Las trágicas polaridades argentinas y latinoamericanas, como si nunca acabaran, se mantienen vivas como durante la gesta de la Independencia que se firmó en 1816: republicanos o monárquicos; unitarios o federales; criollos o inmigrantes; radicales o conservadores; peronistas o antiperonistas; cipayos o libertarios; y ahora nacionales y populares o neoliberales.

La cuestión fundamental de la independencia del Reino de España, dos siglos después, es en esencia la misma: de un lado un pueblo que reclama dignas condiciones de trabajo y de vida. Del otro una oligarquía ciega, insaciable y, aunque se lo niegue, racista.

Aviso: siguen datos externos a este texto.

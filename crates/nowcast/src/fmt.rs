//! Logging shim
//!
//! Forwards to `defmt` on targets that carry a defmt transport, and to `log`
//! on hosts. With neither feature enabled the arguments are still evaluated
//! (by reference) so call sites don't trip unused-variable lints.
//!
//! Only `{}` and `{:?}` placeholders are portable between the two backends,
//! and arguments must be primitives or types implementing both `Debug` and
//! `defmt::Format`.
#![allow(unused_macros)]

macro_rules! trace {
    ($s:literal $(, $x:expr)* $(,)?) => {
        {
            #[cfg(feature = "defmt")]
            ::defmt::trace!($s $(, $x)*);
            #[cfg(feature = "log")]
            ::log::trace!($s $(, $x)*);
            #[cfg(not(any(feature = "defmt", feature = "log")))]
            let _ = ($( & $x ),*);
        }
    };
}

macro_rules! debug {
    ($s:literal $(, $x:expr)* $(,)?) => {
        {
            #[cfg(feature = "defmt")]
            ::defmt::debug!($s $(, $x)*);
            #[cfg(feature = "log")]
            ::log::debug!($s $(, $x)*);
            #[cfg(not(any(feature = "defmt", feature = "log")))]
            let _ = ($( & $x ),*);
        }
    };
}

macro_rules! info {
    ($s:literal $(, $x:expr)* $(,)?) => {
        {
            #[cfg(feature = "defmt")]
            ::defmt::info!($s $(, $x)*);
            #[cfg(feature = "log")]
            ::log::info!($s $(, $x)*);
            #[cfg(not(any(feature = "defmt", feature = "log")))]
            let _ = ($( & $x ),*);
        }
    };
}

macro_rules! warn {
    ($s:literal $(, $x:expr)* $(,)?) => {
        {
            #[cfg(feature = "defmt")]
            ::defmt::warn!($s $(, $x)*);
            #[cfg(feature = "log")]
            ::log::warn!($s $(, $x)*);
            #[cfg(not(any(feature = "defmt", feature = "log")))]
            let _ = ($( & $x ),*);
        }
    };
}

macro_rules! error {
    ($s:literal $(, $x:expr)* $(,)?) => {
        {
            #[cfg(feature = "defmt")]
            ::defmt::error!($s $(, $x)*);
            #[cfg(feature = "log")]
            ::log::error!($s $(, $x)*);
            #[cfg(not(any(feature = "defmt", feature = "log")))]
            let _ = ($( & $x ),*);
        }
    };
}
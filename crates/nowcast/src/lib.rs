//! # nowcast
//!
//! A connectionless broadcaster for ESP-NOW style radios.
//!
//! The crate brings a radio up in a fixed order, then sends a wrapping
//! counter to the broadcast address once per period, forever. Frames heard
//! from other stations are echoed to a diagnostics console as hex.
//!
//! The radio itself is abstracted by the [`Radio`] trait. Boards implement
//! it on top of their vendor stack; hosts can use the UDP-simulated air from
//! the `udp` feature.
#![cfg_attr(not(any(test, feature = "std")), no_std)]

// Must come first so the logging macros are visible to the other modules
#[macro_use]
mod fmt;

pub mod bring_up;
pub mod broadcaster;
pub mod config;
pub mod console;
pub mod led;
pub mod radio;

#[cfg(feature = "udp")]
pub mod udp;

#[cfg(test)]
mod mock;

pub use crate::{
    bring_up::{bring_up, fail, prepare_interface, report_failure, BringUpError, BringUpStep, Halt},
    broadcaster::{Broadcaster, Counter, SendStats},
    config::BeaconConfig,
    console::{Console, HexDump},
    led::StatusLed,
    radio::{
        split_frame_queue, Channel, Country, CountryPolicy, FrameDrain, FrameQueue, FrameSink,
        InboundFrame, MacAddress, PeerInfo, Radio, Role,
    },
};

En el duro presente del país que somos este año, perdido nuevamente todo rumbo de soberanía y autodeterminación, y cada vez más lejos de ser una Nación igualitaria y justa, somos muchos y muchas los que seguiremos reclamando Memoria, Verdad y Justicia como durante toda la dictadura y todos estos años de ardua democracia.

Era ésa también la consigna no escrita de los padres fundadores de la Patria, José de San Martín y Manuel Belgrano, símbolos de la Independencia.

Mempo Giardinelli es escritor y periodista.


Eduardo Anguita


“No hay que naturalizar las desigualdades”

 A dos siglos de aquella fundante declaración de la Independencia se requiere convicción y optimismo para afrontar un escenario donde se comprenda que somos una Nación periférica, pero que esa comprensión no signifique la sumisión ante los poderosos ni la naturalización de las desigualdades existentes.

Es preciso bregar por vínculos de igualdad entre las naciones, no cesar de luchar para desterrar los privilegios, tomar acabada conciencia de esta tercera ola de revolución industrial -esta vez sin chimeneas- y mejorar los lazos entre las naciones latinoamericanas para aprovechar las ventajas y desafíos de esta región del planeta.

Eduardo Anguita es periodista y docente universitario.


Producción colectiva de las secciones y corresponsalías.